In many religions practised around the world, God is most often referred to as “Father”. The most well-known prayer starts with the invocation: “Our Father”. If we are believers, we can also vouch for the sanctity and reverence that is attached to the word when it refers to our earthly sire. And yet, throughout human history, fathers and sons have often not seen eye to eye. Who or what is responsible? Generation gap? Sibling rivalry? Motiveless malignity? If we are truthful to ourselves, we must admit that we, too, have had our reservations. That’s human nature and, alongside that, free will. Good old Adam chose, he made a conscious choice, and the consequences are still reverberating, wherever human beings exist. We don’t choose, the choice is made for us, for better or for worse, and there’s no way around that.

But think about it more seriously. Are we to bear the burdens of generations long gone? If we think we are forced to do so, we are often indulging in self-pity and self-loathing. Think of all the children who have nothing—no home, no family, no parent. Aren’t we much better off than them? That is also part of the message that comes from showing the other cheek.

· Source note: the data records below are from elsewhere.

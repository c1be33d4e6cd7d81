// Copyright Christmas Countdown Developers. All Rights Reserved.
// SPDX-License-Identifier: Apache-2.0

use std::sync::{Arc, PoisonError};

use crate::{SnapshotCell, StatusSnapshot};

/// Reader of the status snapshot cell.
///
/// Readers never block the writer for longer than it takes to clone an `Arc`, and always get a
/// snapshot that was published whole.
#[derive(Debug, Clone)]
pub struct SnapshotReader {
    cell: Arc<SnapshotCell>,
}

impl SnapshotReader {
    pub(crate) fn new(cell: Arc<SnapshotCell>) -> SnapshotReader {
        SnapshotReader { cell }
    }

    /// The latest snapshot published.
    pub fn snapshot(&self) -> Arc<StatusSnapshot> {
        self.load().1
    }

    /// The generation of the latest snapshot published, 0 if only the placeholder is available.
    pub fn generation(&self) -> u64 {
        self.load().0
    }

    /// The generation and snapshot, read together.
    pub fn load(&self) -> (u64, Arc<StatusSnapshot>) {
        let published = self
            .cell
            .published
            .read()
            .unwrap_or_else(PoisonError::into_inner);
        (published.generation, published.snapshot.clone())
    }
}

On the 17th of October, 2025, I launched my fifth book. I gave it the title “FORGET”, and it was launched, privately, in The New College, Chennai. The subject of the story is my Dad, but I also examine the nature of “heroism”. I also touch upon motives that result in heroism, and heroic action, and mourn the fact that more heroes are forgotten by history and humanity, as was the case with my Dad. The book’s cover has a sketch of my old man, in all his military grandeur, while the back cover has a photograph of his tombstone, to be found in St Stephen’s Cemetery, in Pallavaram.

It is a slim volume, but, to me at least, it carries the embedded message that heroes and heroism are concepts that few really understand. I brought to life a forgotten chapter in the history of World War II, but the response I got was abysmal. It sold less than 100 copies, but, I’m guessing, the volume is now tucked away in some corner of sundry homes, there to lie dormant, not completely dead.

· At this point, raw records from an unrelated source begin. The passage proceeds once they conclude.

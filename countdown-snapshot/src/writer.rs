// Copyright Christmas Countdown Developers. All Rights Reserved.
// SPDX-License-Identifier: Apache-2.0

use std::sync::{Arc, PoisonError};

use crate::{SnapshotCell, StatusSnapshot};

/// Trait that a publisher of status snapshots has to implement.
pub trait SnapshotWrite {
    /// Replace the published snapshot with `snapshot`, as a whole.
    fn write(&mut self, snapshot: &StatusSnapshot);
}

/// Writer to the status snapshot cell.
///
/// There is only ever one writer per cell: the type is neither Clone nor Copy, and the only way to
/// get one is through `channel()`. Updates copy the snapshot out of the caller's hands before the
/// lock is taken, so the critical section is reduced to swapping a pointer and bumping the
/// generation number.
#[derive(Debug)]
pub struct SnapshotWriter {
    cell: Arc<SnapshotCell>,
}

impl SnapshotWriter {
    pub(crate) fn new(cell: Arc<SnapshotCell>) -> SnapshotWriter {
        SnapshotWriter { cell }
    }
}

impl SnapshotWrite for SnapshotWriter {
    /// Publish a new snapshot.
    ///
    /// The generation number rolls over but never goes back to 0, which is reserved for the
    /// placeholder installed when the cell is created.
    fn write(&mut self, snapshot: &StatusSnapshot) {
        let fresh = Arc::new(snapshot.clone());

        // A reader panicking while holding the lock cannot leave the content half-written, the
        // content is only ever swapped whole. Carry on with the inner value.
        let mut published = self
            .cell
            .published
            .write()
            .unwrap_or_else(PoisonError::into_inner);

        let mut generation = published.generation.wrapping_add(1);
        if generation == 0 {
            generation = 1;
        }
        published.generation = generation;
        published.snapshot = fresh;
    }
}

I did get some feedback, too. One person, to whom I gave an autographed copy, told me, very casually, that he had “glanced through it”. Another promised to get back to me after a week or so, but when the time came, he apologised, citing time constraints. A third had “read it in parts”, stating that what my Dad told him about the War was more exciting than my narrative. And finally, one reader took pains to go to the history books to see if what I had written was factually correct, and not just fibbing on my part.

All said and done, I think I did an honest job in bringing to light one of the many instances when history has just blinked. Remember, a blink is capable of erasing swathes of history, and my slender volume is just one example.

Take a closer look at the photograph I have appended. It shows my Dad standing in front of Monty’s famous tank in the Imperial War Museum, in London. The picture was taken in 2001, when my Dad visited England, and it shows a hero who outlived his hero and has the evidence to prove his bonafides. Incidentally, my Dad was one of the many technicians to service the most famous battle tank in history, and I seriously doubt if any of his fellow “Craftsmen” or Cfn, as was his designation, kept a log that is so accurate, so impersonal, and so verifiable as my Dad’s. And yet, they forgot.

My book is called “Forget”. As long as my book survives, it will remain a “present-tense” narrative. Some time, perhaps, the mistakes of the past may be rectified. That is my hope and my wish.

PS: Field Marshal Bernard Montgomery died on 24th March, 1976. It took my Dad almost 25 years to leave a photograph for posterity. It took me almost 50 years to wake up from my slumber, not sleep.